The senators and representatives left town with general fund blueprints allegedly acceptable to a majority of members. Neither stands up to close scrutiny. Pieces, yes. The full meal deal, no.
The Senate higher education budget, for example, assumes a surcharge on international students that has been a nonstarter, and for good reason. It makes no sense to discourage enrollment by the very students whom, as graduates, state employers will need. Tapping into the timber trust fund for $160 million, and counting the money twice, is suspect constitutionally and mathematically.
The House makes its numbers add up by assuming more than $1 billion in revenues, in part by extending “temporary” taxes, in part by eliminating “loopholes.” The Republican-dominated but bipartisan coalition controlling the Senate is not going to buy it.
Despite its flaws, the Senate version is a better starting point. But where must the state be at the end?
First of all, with a balanced budget, as required by the state constitution – for four years. The trick of pushing expenditures into the next fiscal year was eliminated last year. Recurring revenue shortfalls in recent years have forced legislators to start each session with adjustments to the previous year’s budget.
Second, with a first installment on the funding necessary to comply with the state Supreme Court ruling in the McCleary case, which found the state contribution to K-12 education was far short of constitutional requirements.
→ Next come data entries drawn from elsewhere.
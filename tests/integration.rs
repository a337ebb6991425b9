//! Integration test: run `.in` scripts end to end against a small shell
//! program standing in for the program under test.
//!
//! Usage:
//!   cargo test --test integration
//!   BLACKBOX_VERBOSE=1 cargo test --test integration   # print execution logs
//!   BLACKBOX_KEEP=1 cargo test --test integration      # keep sandbox dirs
#![cfg(unix)]

use std::path::{Path, PathBuf};
use std::time::Duration;
use emx_blackbox::{TestRunnerBuilder, Verdict};

const FAKE_PROGRAM: &str = r#"
case "$1" in
    echo) shift; echo "$@" ;;
    touch) touch "$2" ;;
    show) cat "$2" ;;
    commit) echo "commit 5f3a9c"; echo "Date: today" ;;
    fail) echo "fatal: no"; exit 3 ;;
    sleep) sleep "$2" ;;
    complain) echo "warning" >&2 ;;
esac
"#;

struct Workspace {
    dir: tempfile::TempDir,
}

impl Workspace {
    fn new() -> Self {
        let dir = tempfile::tempdir().unwrap();
        for sub in ["scripts", "src", "runs"] {
            std::fs::create_dir(dir.path().join(sub)).unwrap();
        }
        std::fs::write(dir.path().join("prog.sh"), FAKE_PROGRAM).unwrap();
        std::fs::write(dir.path().join("src/wug.txt"), "This is a wug.\n").unwrap();
        Self { dir }
    }

    fn path(&self) -> &Path {
        self.dir.path()
    }

    fn script(&self, name: &str, text: &str) -> PathBuf {
        let path = self.path().join("scripts").join(name);
        std::fs::write(&path, text).unwrap();
        path
    }

    fn builder(&self) -> TestRunnerBuilder {
        TestRunnerBuilder::new()
            .program(format!("sh {}", self.path().join("prog.sh").display()))
            .fixtures(self.path().join("src"))
            .workdir_root(self.path().join("runs"))
    }

    fn runs(&self) -> Vec<String> {
        let mut names: Vec<String> = std::fs::read_dir(self.path().join("runs"))
            .unwrap()
            .map(|e| e.unwrap().file_name().to_string_lossy().into_owned())
            .collect();
        names.sort();
        names
    }
}

#[test]
fn test_full_script_passes() {
    let ws = Workspace::new();
    ws.script("prelude.inc", "+ wug.txt wug.txt\nE wug.txt\n");
    let script = ws.script("basic.in", "\
# stage a fixture and inspect it
I prelude.inc
> show wug.txt
This is a wug.
<<<
> commit
commit ([0-9a-f]+)
Date: .*
<<<*
D HASH \"${1}\"
> echo ${HASH}
5f3a9c
<<<
> complain
warning
<<<
C remote
+ copy.txt wug.txt
= copy.txt wug.txt
C
* copy.txt
- wug.txt
* wug.txt
");

    let mut runner = ws.builder().build();
    let case = runner.evaluate(&script);
    assert_eq!(case.verdict, Verdict::Passed, "log:\n{}", case.log);
    assert_eq!(case.included.len(), 1);
    assert!(ws.runs().is_empty(), "sandbox should be removed");
}

#[test]
fn test_mismatch_reports_run_line() {
    let ws = Workspace::new();
    let script = ws.script("mismatch.in", "# header\n> echo hello\ngoodbye\n<<<\n> echo never\n<<<\n");

    let mut runner = ws.builder().build();
    let case = runner.evaluate(&script);
    match &case.verdict {
        Verdict::Failed { reason, line } => {
            assert_eq!(reason, "incorrect output");
            assert_eq!(line.as_ref().unwrap().to_string(), "2");
        }
        other => panic!("expected failure, got {:?}", other),
    }
    assert!(case.log.contains("-goodbye"));
    assert!(case.log.contains("+hello"));
    assert!(case.details().starts_with("    Error on line 2 of mismatch.in\n"));
}

#[test]
fn test_failure_inside_include_cites_nested_line() {
    let ws = Workspace::new();
    ws.script("setup.inc", "# shared setup\n> fail\n<<<\n");
    let script = ws.script("nested.in", "+ wug.txt wug.txt\nI setup.inc\n");

    let mut runner = ws.builder().build();
    let case = runner.evaluate(&script);
    assert!(matches!(case.verdict, Verdict::Failed { .. }));
    assert_eq!(case.verdict.line().unwrap().to_string(), "2.2");
    assert!(case.verdict.reason().unwrap().contains("code 3"));

    let details = case.details();
    assert!(details.contains(" nested.in "));
    assert!(details.contains(" setup.inc "));
}

#[test]
fn test_unterminated_block_is_malformed() {
    let ws = Workspace::new();
    let script = ws.script("broken.in", "> echo hi\nhi\n");

    let mut runner = ws.builder().build();
    let case = runner.evaluate(&script);
    assert!(matches!(case.verdict, Verdict::Malformed { .. }), "{:?}", case.verdict);
}

#[test]
fn test_timeout_directive() {
    let ws = Workspace::new();
    let script = ws.script("slow.in", "T 0.2\n> sleep 5\n<<<\n");

    let mut runner = ws.builder().build();
    let start = std::time::Instant::now();
    let case = runner.evaluate(&script);
    assert_eq!(case.verdict.reason(), Some("timeout"));
    assert!(start.elapsed() < Duration::from_secs(4));
}

#[test]
fn test_keep_preserves_sandbox() {
    let ws = Workspace::new();
    let script = ws.script("kept.in", "+ wug.txt wug.txt\n");

    let mut runner = ws.builder().keep(true).build();
    let first = runner.evaluate(&script);
    let second = runner.evaluate(&script);
    assert!(first.verdict.is_passed());
    assert!(second.verdict.is_passed());
    assert_eq!(ws.runs(), vec!["kept_0", "kept_1"]);
    assert!(first.workdir.unwrap().join("wug.txt").is_file());
}

#[test]
fn test_run_all_counts() {
    let ws = Workspace::new();
    ws.script("a.in", "> echo a\na\n<<<\n");
    ws.script("b.in", "> echo b\nnot b\n<<<\n");
    ws.script("c.in", "bogus\n");
    ws.script("helper.inc", "> echo skipped\n<<<\n");

    let mut runner = ws.builder().build();
    let result = runner.run_all(&[
        ws.path().join("scripts"),
        ws.path().join("missing.in"),
    ]).unwrap();

    let names: Vec<_> = result.cases.iter().map(|c| c.name.as_str()).collect();
    assert_eq!(names, vec!["a", "b", "c"]);
    assert_eq!(result.passed_count(), 1);
    assert_eq!(result.failed_count(), 1);
    assert_eq!(result.malformed_count(), 1);
    assert!(!result.all_passed());
    assert!(result.summary().starts_with("Ran 3 tests. 1 passed."));
}

#[test]
fn test_run_and_assert_passing_scripts() {
    let ws = Workspace::new();
    ws.script("ok.in", "> echo fine\nfine\n<<<\n");
    emx_blackbox::run_and_assert(ws.builder(), &[ws.path().join("scripts")]);
}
That translates into $1.5 billion in the Senate budget, $1.9 billion from the House, which includes money for expanded preschool.
Third, with a higher education system spared cuts that have drastically reduced state support for universities, colleges and community colleges that are essential to a knowledge economy. Both budgets make a start, adding $300 million. The Senate version rolls back tuition by 3 percent, but tuition-setting should remain on campus.
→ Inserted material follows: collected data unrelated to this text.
// Core modules
pub mod api;
pub mod backtest;
pub mod config;
pub mod consensus;
pub mod db;
pub mod engine;
pub mod error;
pub mod execution;
pub mod indicators;
pub mod models;
pub mod persistence;
pub mod risk;
pub mod strategy;

// Re-export commonly used types
pub use config::Settings;
pub use engine::TradingEngine;
pub use error::{EngineError, ServiceError, StoreError};
pub use models::*;
pub use strategy::IndicatorStrategy;

// Error handling
pub type Result<T> = std::result::Result<T, Box<dyn std::error::Error + Send + Sync>>;
/// Calculate Relative Strength Index (RSI)
///
/// RSI measures the magnitude of recent price changes to evaluate
/// overbought or oversold conditions.
///
/// Values:
/// - RSI > 70: Overbought
/// - RSI < 30: Oversold
///
/// Uses simple averages of the last `period` gains and losses.
pub fn calculate_rsi(prices: &[f64], period: usize) -> Option<f64> {
    if period == 0 || prices.len() < period + 1 {
        return None;
    }

    let window = &prices[prices.len() - period - 1..];

    let mut gains = 0.0;
    let mut losses = 0.0;
    for pair in window.windows(2) {
        let change = pair[1] - pair[0];
        if change > 0.0 {
            gains += change;
        } else {
            losses += change.abs();
        }
    }

    let avg_gain = gains / period as f64;
    let avg_loss = losses / period as f64;

    if avg_loss == 0.0 {
        // Flat window has no direction
        if avg_gain == 0.0 {
            return Some(50.0);
        }
        return Some(100.0);
    }

    let rs = avg_gain / avg_loss;
    Some(100.0 - (100.0 / (1.0 + rs)))
}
Fourth, with minimal tax increases, extensions or preferred euphemism. The House and Gov. Jay Inslee suggested as many as 11, but the Senate seems ready to accept only a change in estate tax law in response to another Supreme Court case, and broader application of a telecommunications tax. The stopgap “temporary” tax measures that were a cynical work-around of the super-majority requirement need to go.
Fifth, with a workers’ compensation system that permits buyouts of injured employees as young as 40. The change would not affect health coverage.
Sixth, with the least possible damage to the social safety net.
A transportation package that does little more than sustain maintenance and construction levels in already on its way to Inslee, who still wants something more ambitious.
The state’s revenue picture is improving, with the possibility of a windfall if Congress passes an Internet sales tax measure. Medicaid changes will help, too, at least initially, but the looming implementation of Obamacare creates another set of uncertainties.
There is one certainty: It will take compromise to move Washington forward.